EXERCISE DETAILS: Look below for the line holding "rename, no fsync." and the line holding "fn read_record<T: DeserializeOwned>(&self, path: &Path)". Repeat those two and everything between, exactly.

RECORDS FOR PROCESSING:
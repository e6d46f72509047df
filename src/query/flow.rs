// SPDX-FileCopyrightText: 2026 Bruno Meilick
// SPDX-License-Identifier: LicenseRef-Flowdeck-FreeUse-NoCopy-NoDerivatives
//
// All rights reserved.
//
// This file is part of Flowdeck and is proprietary software.
// Unauthorized copying, modification, or distribution is prohibited.

use std::collections::{BTreeMap, BTreeSet, VecDeque};

use crate::model::{Graph, NodeId};

#[derive(Debug, Clone, Copy, PartialEq, Eq, Default)]
pub struct FlowNodeDegree {
    pub in_degree: u64,
    pub out_degree: u64,
}

pub fn degrees(graph: &Graph) -> BTreeMap<NodeId, FlowNodeDegree> {
    let mut degrees: BTreeMap<NodeId, FlowNodeDegree> = BTreeMap::new();
    for node in graph.nodes() {
        degrees.entry(node.id().clone()).or_default();
    }

    for edge in graph.edges() {
        let from_degree = degrees.entry(edge.source_node_id().clone()).or_default();
        from_degree.out_degree = from_degree.out_degree.saturating_add(1);

        let to_degree = degrees.entry(edge.target_node_id().clone()).or_default();
        to_degree.in_degree = to_degree.in_degree.saturating_add(1);
    }

    degrees
}

fn outgoing_adjacency(graph: &Graph) -> BTreeMap<&NodeId, Vec<&NodeId>> {
    let mut outgoing: BTreeMap<&NodeId, Vec<&NodeId>> = BTreeMap::new();
    for edge in graph.edges() {
        outgoing
            .entry(edge.source_node_id())
            .or_default()
            .push(edge.target_node_id());
    }
    outgoing
}

/// Whether `to` can be reached from `from` by following one or more edges forward.
///
/// Iterative depth-first search; the visited set keeps diamonds from being re-expanded.
pub fn reaches(graph: &Graph, from: &NodeId, to: &NodeId) -> bool {
    let outgoing = outgoing_adjacency(graph);
    let mut visited: BTreeSet<&NodeId> = BTreeSet::new();
    let mut stack: Vec<&NodeId> = outgoing.get(from).cloned().unwrap_or_default();

    while let Some(current) = stack.pop() {
        if current == to {
            return true;
        }
        if !visited.insert(current) {
            continue;
        }
        if let Some(next) = outgoing.get(current) {
            stack.extend(next.iter().copied().filter(|id| !visited.contains(id)));
        }
    }

    false
}

/// Every node reachable from `from` (excluding `from` itself unless it lies on a cycle).
pub fn reachable(graph: &Graph, from: &NodeId) -> Vec<NodeId> {
    let outgoing = outgoing_adjacency(graph);
    let mut visited: BTreeSet<&NodeId> = BTreeSet::new();
    let mut stack: Vec<&NodeId> = outgoing.get(from).cloned().unwrap_or_default();

    while let Some(current) = stack.pop() {
        if !visited.insert(current) {
            continue;
        }
        if let Some(next) = outgoing.get(current) {
            stack.extend(next.iter().copied());
        }
    }

    visited.into_iter().cloned().collect()
}

/// Save gate predicate: at most one node, or every node is an endpoint of some edge.
pub fn is_fully_connected(graph: &Graph) -> bool {
    graph.nodes().len() <= 1 || unconnected_nodes(graph).is_empty()
}

/// Nodes that appear on no edge, in graph order. Empty for graphs of at most one node.
pub fn unconnected_nodes(graph: &Graph) -> Vec<NodeId> {
    if graph.nodes().len() <= 1 {
        return Vec::new();
    }

    let endpoints: BTreeSet<&NodeId> = graph
        .edges()
        .iter()
        .flat_map(|edge| [edge.source_node_id(), edge.target_node_id()])
        .collect();

    graph
        .nodes()
        .iter()
        .map(|node| node.id())
        .filter(|node_id| !endpoints.contains(node_id))
        .cloned()
        .collect()
}

/// Nodes with no incoming edge, in graph order.
pub fn start_nodes(graph: &Graph) -> Vec<NodeId> {
    let degrees = degrees(graph);
    graph
        .nodes()
        .iter()
        .filter(|node| degrees.get(node.id()).is_some_and(|d| d.in_degree == 0))
        .map(|node| node.id().clone())
        .collect()
}

/// Nodes with no outgoing edge, in graph order.
pub fn dead_ends(graph: &Graph) -> Vec<NodeId> {
    let degrees = degrees(graph);
    graph
        .nodes()
        .iter()
        .filter(|node| degrees.get(node.id()).is_some_and(|d| d.out_degree == 0))
        .map(|node| node.id().clone())
        .collect()
}

/// Kahn ordering of the nodes, or `None` when the edges contain a cycle.
pub fn topological_order(graph: &Graph) -> Option<Vec<NodeId>> {
    let outgoing = outgoing_adjacency(graph);
    let mut in_degree: BTreeMap<&NodeId, usize> =
        graph.nodes().iter().map(|node| (node.id(), 0)).collect();
    for edge in graph.edges() {
        *in_degree.entry(edge.target_node_id()).or_default() += 1;
        in_degree.entry(edge.source_node_id()).or_default();
    }

    let mut ready: VecDeque<&NodeId> = graph
        .nodes()
        .iter()
        .map(|node| node.id())
        .filter(|node_id| in_degree.get(node_id) == Some(&0))
        .collect();
    let mut order = Vec::with_capacity(in_degree.len());

    while let Some(node_id) = ready.pop_front() {
        order.push(node_id.clone());
        for next in outgoing.get(node_id).into_iter().flatten() {
            let Some(remaining) = in_degree.get_mut(next) else {
                continue;
            };
            *remaining = remaining.saturating_sub(1);
            if *remaining == 0 {
                ready.push_back(*next);
            }
        }
    }

    (order.len() == in_degree.len()).then_some(order)
}

pub fn is_acyclic(graph: &Graph) -> bool {
    topological_order(graph).is_some()
}
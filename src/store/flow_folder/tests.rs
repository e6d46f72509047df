// SPDX-FileCopyrightText: 2026 Bruno Meilick
// SPDX-License-Identifier: LicenseRef-Flowdeck-FreeUse-NoCopy-NoDerivatives
//
// All rights reserved.
//
// This file is part of Flowdeck and is proprietary software.
// Unauthorized copying, modification, or distribution is prohibited.

use rstest::{fixture, rstest};
use tempfile::TempDir;

use super::{FlowFolder, WriteDurability};
use crate::model::fixtures::diamond;
use crate::store::{FlowStorage, LoadedFlow, PersistedFlow, StoreError};

struct FlowFolderTestCtx {
    _tmp: TempDir,
    folder: FlowFolder,
}

impl FlowFolderTestCtx {
    fn new() -> Self {
        let tmp = TempDir::new().unwrap();
        let folder = FlowFolder::new(tmp.path().join("flow"));
        Self { _tmp: tmp, folder }
    }
}

#[fixture]
fn ctx() -> FlowFolderTestCtx {
    FlowFolderTestCtx::new()
}

fn diamond_flow() -> PersistedFlow {
    let (nodes, edges) = diamond().into_parts();
    PersistedFlow {
        nodes,
        edges,
        next_node_id: 5,
    }
}

#[rstest]
fn load_from_missing_folder_yields_no_records(ctx: FlowFolderTestCtx) {
    assert_eq!(ctx.folder.load().unwrap(), LoadedFlow::default());
}

#[rstest]
#[case(WriteDurability::BestEffort)]
#[case(WriteDurability::Durable)]
fn save_then_load_returns_the_same_flow(
    ctx: FlowFolderTestCtx,
    #[case] durability: WriteDurability,
) {
    let folder = ctx.folder.clone().with_durability(durability);
    let flow = diamond_flow();

    folder.save(&flow).unwrap();

    assert_eq!(folder.load().unwrap(), LoadedFlow::from(flow));
}

#[rstest]
fn records_are_independent_files(ctx: FlowFolderTestCtx) {
    let folder = &ctx.folder;
    folder.save(&diamond_flow()).unwrap();
    std::fs::remove_file(folder.edges_path()).unwrap();

    let loaded = folder.load().unwrap();
    assert_eq!(loaded.nodes.map(|nodes| nodes.len()), Some(4));
    assert_eq!(loaded.edges, None);
    assert_eq!(loaded.next_node_id, Some(5));
}

#[rstest]
fn next_node_id_is_a_bare_json_number(ctx: FlowFolderTestCtx) {
    let folder = &ctx.folder;
    folder.save(&diamond_flow()).unwrap();

    let raw = std::fs::read_to_string(folder.next_node_id_path()).unwrap();
    assert_eq!(raw.trim(), "5");
}

#[rstest]
fn saved_nodes_carry_kind_tag(ctx: FlowFolderTestCtx) {
    let folder = &ctx.folder;
    folder.save(&diamond_flow()).unwrap();

    let raw = std::fs::read_to_string(folder.nodes_path()).unwrap();
    let value: serde_json::Value = serde_json::from_str(&raw).unwrap();
    assert_eq!(value[0]["kind"], "message");
    assert_eq!(value[0]["id"], "1");
}

#[rstest]
fn save_leaves_no_temp_files_behind(ctx: FlowFolderTestCtx) {
    let folder = &ctx.folder;
    folder.save(&diamond_flow()).unwrap();
    folder.save(&diamond_flow()).unwrap();

    let mut names = std::fs::read_dir(folder.root())
        .unwrap()
        .map(|entry| entry.unwrap().file_name().to_string_lossy().into_owned())
        .collect::<Vec<_>>();
    names.sort();
    assert_eq!(names, vec!["edges.json", "next-node-id.json", "nodes.json"]);
}

#[rstest]
fn corrupt_record_is_reported_with_its_path(ctx: FlowFolderTestCtx) {
    let folder = &ctx.folder;
    std::fs::create_dir_all(folder.root()).unwrap();
    std::fs::write(folder.edges_path(), "{ not json").unwrap();

    match folder.load().unwrap_err() {
        StoreError::Json { path, .. } => assert_eq!(path, folder.edges_path()),
        other => panic!("unexpected error: {other:?}"),
    }
}

#[cfg(unix)]
#[rstest]
fn save_refuses_to_write_through_symlink(ctx: FlowFolderTestCtx) {
    let folder = &ctx.folder;
    std::fs::create_dir_all(folder.root()).unwrap();
    let outside = folder.root().join("outside.json");
    std::fs::write(&outside, "[]").unwrap();
    std::os::unix::fs::symlink(&outside, folder.nodes_path()).unwrap();

    let err = folder.save(&diamond_flow()).unwrap_err();
    assert!(matches!(err, StoreError::SymlinkRefused { .. }));
    assert_eq!(std::fs::read_to_string(&outside).unwrap(), "[]");
}

#[rstest]
#[case(WriteDurability::BestEffort)]
#[case(WriteDurability::Durable)]
fn failed_save_removes_its_temp_file(
    ctx: FlowFolderTestCtx,
    #[case] durability: WriteDurability,
) {
    let folder = ctx.folder.clone().with_durability(durability);
    std::fs::create_dir_all(folder.nodes_path().join("blocker")).unwrap();

    folder.save(&diamond_flow()).unwrap_err();

    let names = std::fs::read_dir(folder.root())
        .unwrap()
        .map(|entry| entry.unwrap().file_name().to_string_lossy().into_owned())
        .collect::<Vec<_>>();
    assert_eq!(names, vec!["nodes.json"]);
}
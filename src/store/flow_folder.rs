// SPDX-FileCopyrightText: 2026 Bruno Meilick
// SPDX-License-Identifier: LicenseRef-Flowdeck-FreeUse-NoCopy-NoDerivatives
//
// All rights reserved.
//
// This file is part of Flowdeck and is proprietary software.
// Unauthorized copying, modification, or distribution is prohibited.

use std::fs;
use std::io::{self, Write};
use std::path::{Path, PathBuf};
use std::time::{SystemTime, UNIX_EPOCH};

use serde::de::DeserializeOwned;
use serde::Serialize;

use super::{FlowStorage, LoadedFlow, PersistedFlow, StoreError};

const NODES_FILE: &str = "nodes.json";
const EDGES_FILE: &str = "edges.json";
const NEXT_NODE_ID_FILE: &str = "next-node-id.json";

/// A directory holding one flow as three JSON records.
#[derive(Debug, Clone)]
pub struct FlowFolder {
    root: PathBuf,
    durability: WriteDurability,
}

#[derive(Debug, Default, Clone, Copy, PartialEq, Eq, serde::Deserialize)]
#[serde(rename_all = "kebab-case")]
pub enum WriteDurability {
    /// Temp file plus atomic rename, no fsync.
    #[default]
    BestEffort,

    /// Also fsyncs the temp file before rename and the directory after it (unix only).
    Durable,
}

impl FlowFolder {
    pub fn new(root: impl Into<PathBuf>) -> Self {
        Self {
            root: root.into(),
            durability: WriteDurability::default(),
        }
    }

    pub fn with_durability(mut self, durability: WriteDurability) -> Self {
        self.durability = durability;
        self
    }

    pub fn root(&self) -> &Path {
        &self.root
    }

    pub fn durability(&self) -> WriteDurability {
        self.durability
    }

    pub fn nodes_path(&self) -> PathBuf {
        self.root.join(NODES_FILE)
    }

    pub fn edges_path(&self) -> PathBuf {
        self.root.join(EDGES_FILE)
    }

    pub fn next_node_id_path(&self) -> PathBuf {
        self.root.join(NEXT_NODE_ID_FILE)
    }

    fn read_record<T: DeserializeOwned>(&self, path: &Path) -> Result<Option<T>, StoreError> {
        let contents = match fs::read_to_string(path) {
            Ok(contents) => contents,
            Err(err) if err.kind() == io::ErrorKind::NotFound => return Ok(None),
            Err(source) => {
                return Err(StoreError::Io {
                    path: path.to_path_buf(),
                    source,
                })
            }
        };

        serde_json::from_str(&contents)
            .map(Some)
            .map_err(|source| StoreError::Json {
                path: path.to_path_buf(),
                source,
            })
    }

    fn write_record<T: Serialize + ?Sized>(&self, path: &Path, value: &T) -> Result<(), StoreError> {
        let mut contents =
            serde_json::to_vec_pretty(value).map_err(|source| StoreError::Json {
                path: path.to_path_buf(),
                source,
            })?;
        contents.push(b'\n');
        write_atomic(&self.root, path, &contents, self.durability)
    }
}

impl FlowStorage for FlowFolder {
    fn load(&self) -> Result<LoadedFlow, StoreError> {
        Ok(LoadedFlow {
            nodes: self.read_record(&self.nodes_path())?,
            edges: self.read_record(&self.edges_path())?,
            next_node_id: self.read_record(&self.next_node_id_path())?,
        })
    }

    fn save(&self, flow: &PersistedFlow) -> Result<(), StoreError> {
        self.write_record(&self.nodes_path(), &flow.nodes)?;
        self.write_record(&self.edges_path(), &flow.edges)?;
        self.write_record(&self.next_node_id_path(), &flow.next_node_id)
    }
}

fn rename_overwrite(from: &Path, to: &Path) -> io::Result<()> {
    #[cfg(windows)]
    {
        match fs::rename(from, to) {
            Ok(()) => Ok(()),
            Err(err)
                if matches!(
                    err.kind(),
                    io::ErrorKind::AlreadyExists | io::ErrorKind::PermissionDenied
                ) =>
            {
                let _ = fs::remove_file(to);
                fs::rename(from, to)
            }
            Err(err) => Err(err),
        }
    }

    #[cfg(not(windows))]
    {
        fs::rename(from, to)
    }
}

fn write_atomic(
    root: &Path,
    path: &Path,
    contents: &[u8],
    durability: WriteDurability,
) -> Result<(), StoreError> {
    fs::create_dir_all(root).map_err(|source| StoreError::Io {
        path: root.to_path_buf(),
        source,
    })?;

    match fs::symlink_metadata(path) {
        Ok(md) if md.file_type().is_symlink() => {
            return Err(StoreError::SymlinkRefused {
                path: path.to_path_buf(),
            });
        }
        Ok(_) => {}
        Err(err) if err.kind() == io::ErrorKind::NotFound => {}
        Err(source) => {
            return Err(StoreError::Io {
                path: path.to_path_buf(),
                source,
            })
        }
    }

    let Some(file_name) = path.file_name() else {
        return Err(StoreError::Io {
            path: path.to_path_buf(),
            source: io::Error::other("path has no file name"),
        });
    };

    let nanos = SystemTime::now()
        .duration_since(UNIX_EPOCH)
        .unwrap_or_default()
        .as_nanos();
    let tmp_path = root.join(format!(
        ".flowdeck.tmp.{}.{}",
        file_name.to_string_lossy(),
        nanos
    ));

    let mut file = fs::OpenOptions::new()
        .write(true)
        .create_new(true)
        .open(&tmp_path)
        .map_err(|source| StoreError::Io {
            path: tmp_path.clone(),
            source,
        })?;

    let written = file.write_all(contents).and_then(|()| match durability {
        WriteDurability::Durable => file.sync_all(),
        WriteDurability::BestEffort => Ok(()),
    });
    drop(file);
    if let Err(source) = written {
        let _ = fs::remove_file(&tmp_path);
        return Err(StoreError::Io {
            path: tmp_path,
            source,
        });
    }

    if let Err(source) = rename_overwrite(&tmp_path, path) {
        let _ = fs::remove_file(&tmp_path);
        return Err(StoreError::Io {
            path: path.to_path_buf(),
            source,
        });
    }

    if durability == WriteDurability::Durable {
        #[cfg(unix)]
        {
            let dir = fs::File::open(root).map_err(|source| StoreError::Io {
                path: root.to_path_buf(),
                source,
            })?;
            dir.sync_all().map_err(|source| StoreError::Io {
                path: root.to_path_buf(),
                source,
            })?;
        }
    }

    Ok(())
}

#[cfg(test)]
mod tests;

WRITTEN RESPONSE:
    /// Temp file plus atomic rename, no fsync.
    #[default]
    BestEffort,

    /// Also fsyncs the temp file before rename and the directory after it (unix only).
    Durable,
}

impl FlowFolder {
    pub fn new(root: impl Into<PathBuf>) -> Self {
        Self {
            root: root.into(),
            durability: WriteDurability::default(),
        }
    }

    pub fn with_durability(mut self, durability: WriteDurability) -> Self {
        self.durability = durability;
        self
    }

    pub fn root(&self) -> &Path {
        &self.root
    }

    pub fn durability(&self) -> WriteDurability {
        self.durability
    }

    pub fn nodes_path(&self) -> PathBuf {
        self.root.join(NODES_FILE)
    }

    pub fn edges_path(&self) -> PathBuf {
        self.root.join(EDGES_FILE)
    }

    pub fn next_node_id_path(&self) -> PathBuf {
        self.root.join(NEXT_NODE_ID_FILE)
    }

    fn read_record<T: DeserializeOwned>(&self, path: &Path) -> Result<Option<T>, StoreError> {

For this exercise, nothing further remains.